Stephen Curry and the Golden State Warriors contained LeBron James in a 103–82 Game 4 victory over the Cleveland Cavaliers. Andre Iguodala scored 22 in the Warriors' NBA Finals-tying win.
Stranger than any of the Warriors’ specific problems in the first three games of the NBA Finals was the team’s broader sense of inertia. Golden State has the personnel to run big lineups or small ones, the talent to create off the dribble or off the pass, and the flexibility to support most player combinations with strong defensive backing. With only subtle adjustment, Warriors coach Steve Kerr and his staff couldn’t seem to use those resources to consistent, winning effect.
It was made clear from the opening tip of Game 4 that the rest of the series would be different. Andre Iguodala, the Warriors’ best player in the series to date, assumed the role in the starting lineup that many suspected he might. That it came at the expense of Andrew Bogut (and not Harrison Barnes) set the tone of the proceedings. Golden State prioritized the tempo of its offense and the spacing of its pick-and-rolls in almost every lineup decision that followed. That resulted in Bogut being dropped from the rotation almost entirely, David Lee assuming a role as the first big off the bench, and a 103–82 victory that very much felt like Warriors basketball.
One could see the lessons of the film room in real time. An offense that had turned stale was spiced up with counters, including those to get Stephen Curry and Klay Thompson in position to attack the defense without the aid of a screen. After most defensive possessions in the first half, the Warriors could be seen hurrying to inbound and launch into semi-transition—if not to sneak through the lines of a still-settling Cavaliers defense, then to at least launch into its offense with more time left on the shot clock. Curry, who was splitting pick-and-rolls and looking for his own shot, was more selfish. From that came forced switches and breakdowns by the Cavs, and from those came cleaner looks inside and out.
None of this would have been possible if not for the bold decision to tap out Bogut and Festus Ezeli—both defenders and rebounders who have cost the Warriors with their lack of offense.
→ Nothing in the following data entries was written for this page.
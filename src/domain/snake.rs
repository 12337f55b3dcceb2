/// The snake body: an ordered run of cells, head first.
///
/// Invariants: never empty, never holds the same cell twice.
/// Callers check `contains` before `push_head`; the body itself only
/// guards the invariant in debug builds.

use std::collections::VecDeque;

use super::grid::Position;

#[derive(Clone, Debug, PartialEq)]
pub struct Snake {
    body: VecDeque<Position>,
}

impl Snake {
    /// A one-cell snake.
    pub fn new(head: Position) -> Self {
        let mut body = VecDeque::with_capacity(64);
        body.push_back(head);
        Snake { body }
    }

    /// Build from explicit cells, head first. Returns `None` for an empty
    /// list or one that repeats a cell.
    #[cfg(test)]
    pub fn from_cells(cells: &[Position]) -> Option<Self> {
        if cells.is_empty() {
            return None;
        }
        for (i, c) in cells.iter().enumerate() {
            if cells[..i].contains(c) {
                return None;
            }
        }
        Some(Snake { body: cells.iter().copied().collect() })
    }

    pub fn head(&self) -> Position {
        // Non-empty by construction.
        self.body[0]
    }

    pub fn len(&self) -> usize {
        self.body.len()
    }

    pub fn contains(&self, p: Position) -> bool {
        self.body.contains(&p)
    }

    #[cfg(test)]
    pub fn cells(&self) -> impl Iterator<Item = Position> + '_ {
        self.body.iter().copied()
    }

    pub fn push_head(&mut self, p: Position) {
        debug_assert!(!self.contains(p), "snake cell {p:?} duplicated");
        self.body.push_front(p);
    }

    /// Drop the tail cell. A one-cell snake keeps its only cell.
    pub fn pop_tail(&mut self) -> Option<Position> {
        if self.body.len() > 1 {
            self.body.pop_back()
        } else {
            None
        }
    }
}
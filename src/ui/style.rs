/// 8-color ANSI SGR codes used by the frame composers.
///
/// Frames are built as plain strings so they can be inspected in tests and
/// written in one go. Colors are spliced in as the basic `ESC[3Xm` forms;
/// crossterm's `SetForegroundColor` writes named colors as `ESC[38;5;Nm`,
/// which 8-color terminals don't understand.

use std::fmt::Write as _;

pub const RESET: &str = "\x1b[0m";
pub const BOLD: &str = "\x1b[1m";
pub const RED: &str = "\x1b[31m";
pub const GREEN: &str = "\x1b[32m";
pub const YELLOW: &str = "\x1b[33m";
pub const BLUE: &str = "\x1b[34m";
pub const CYAN: &str = "\x1b[36m";
pub const WHITE: &str = "\x1b[37m";

/// Append `text` wrapped in the given codes and a reset.
pub fn paint(buf: &mut String, codes: &[&str], text: impl std::fmt::Display) {
    for c in codes {
        buf.push_str(c);
    }
    let _ = write!(buf, "{text}");
    buf.push_str(RESET);
}

pub fn painted(codes: &[&str], text: impl std::fmt::Display) -> String {
    let mut s = String::new();
    paint(&mut s, codes, text);
    s
}

/// Strip SGR sequences, leaving the visible text.
#[cfg(test)]
pub fn visible(s: &str) -> String {
    let mut out = String::with_capacity(s.len());
    let mut chars = s.chars();
    while let Some(c) = chars.next() {
        if c == '\x1b' {
            for c in chars.by_ref() {
                if c.is_ascii_alphabetic() {
                    break;
                }
            }
        } else {
            out.push(c);
        }
    }
    out
}

#[cfg(test)]
mod tests {
    use super::*;

    #[test]
    fn paint_wraps_and_resets() {
        assert_eq!(painted(&[BOLD, RED], '*'), "\x1b[1m\x1b[31m*\x1b[0m");
    }

    #[test]
    fn colors_are_basic_foreground_codes() {
        for (code, n) in [(RED, 1), (GREEN, 2), (YELLOW, 3), (BLUE, 4), (CYAN, 6), (WHITE, 7)] {
            assert_eq!(code, format!("\x1b[3{n}m"));
        }
    }

    #[test]
    fn visible_strips_codes() {
        assert_eq!(visible(&painted(&[GREEN], "abc")), "abc");
    }
}
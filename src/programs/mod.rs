/// Launchable programs and the registry the launcher picks from.

pub mod matrix;
pub mod snake;

use std::sync::atomic::{AtomicBool, Ordering};
use std::sync::Arc;

use crate::config::GameConfig;

/// Process-wide state shared with a running program. Configuration is
/// handed over once, when the registry builds the program.
pub struct Context {
    pub interrupt: Arc<AtomicBool>,
}

impl Context {
    pub fn interrupted(&self) -> bool {
        self.interrupt.load(Ordering::SeqCst)
    }
}

pub trait Program {
    /// Runs until the player leaves or the process is interrupted. The
    /// terminal must be back in cooked mode when this returns.
    fn run(&mut self, ctx: &Context) -> anyhow::Result<()>;
}

pub struct Entry {
    pub name: &'static str,
    pub about: &'static str,
    pub build: fn(&GameConfig) -> Box<dyn Program>,
}

pub static REGISTRY: &[Entry] = &[
    Entry {
        name: "snake",
        about: "classic snake with a top-10 scoreboard",
        build: snake::build,
    },
    Entry {
        name: "matrix",
        about: "falling green glyphs",
        build: matrix::build,
    },
];

/// Case-insensitive lookup by name.
pub fn lookup(name: &str) -> Option<&'static Entry> {
    let name = name.trim();
    REGISTRY.iter().find(|e| e.name.eq_ignore_ascii_case(name))
}

#[cfg(test)]
mod tests {
    use super::*;

    #[test]
    fn both_programs_are_registered() {
        let names: Vec<_> = REGISTRY.iter().map(|e| e.name).collect();
        assert_eq!(names, ["snake", "matrix"]);
    }

    #[test]
    fn lookup_ignores_case_and_padding() {
        assert_eq!(lookup("  Snake ").map(|e| e.name), Some("snake"));
        assert_eq!(lookup("MATRIX").map(|e| e.name), Some("matrix"));
        assert!(lookup("tetris").is_none());
    }
}
pub mod grid;
pub mod snake;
It was a credit to the team’s commitment, too, that it kept its poise after giving up a 7-0 Cavaliers run to start the game that prompted a timeout. Golden State had given up offensive rebounds and missed jumpers. In the huddle, Kerr told his team to weather the storm. He left the same five players on the floor, and by the end of the quarter the Warriors had claimed a 31–24 lead. There was no moment of panic on the bench by a coaching staff that had pulled its starting center, even after giving up two of the series’ first three games based on interior play.
Shortening the rotation in that way heaped a burden on the likes of Iguodala, Barnes, and Green, all of whom were needed to pass as bigs in big minutes. All three responded with their best games of the series. Their efforts were aided, too, by the Swiss army knife work of Shaun Livingston. Golden State’s lineups soared with Livingston filling in for any of Iguodala, Barnes, or Thompson, spelling each long enough to sustain a complete small-ball rotation.
In relying on that approach, Kerr provided the Warriors with the tools to assume their usual, confident form. Playing much of the game undersized at both center and power forward came with concessions. Timofey Mozgov and Tristan Thompson were predictably stellar on the glass, combining for 12 offensive rebounds and 11 defensive boards. Mozgov, too, wound up playing a larger part in his team’s offensive approach than he has at any point in his career. For minutes at a time the Cavaliers worked the angles to feed the one true center in this game in the post, and he responded by scoring a career-high 28 points on just 16 shots.
That Mozgov became such a central part in the Cavs’ offense, though, was also a marker of two factors trending in the Warriors’ favor: The detour away from the high-usage playmaking of LeBron James and the evident wearing down of Cleveland’s starters. At this point, Cavs coach David Blatt has six players he can rely on to fill minutes. When those six are put through the wringer defensively, made to play huge minutes (as if there were any other option), and taken out of the team’s usual offensive rhythms, they show themselves for what they are. Cleveland, after accounting for injuries, is a team of a single star and role players of varying utility. They were done in not just by the Warriors, but by reality.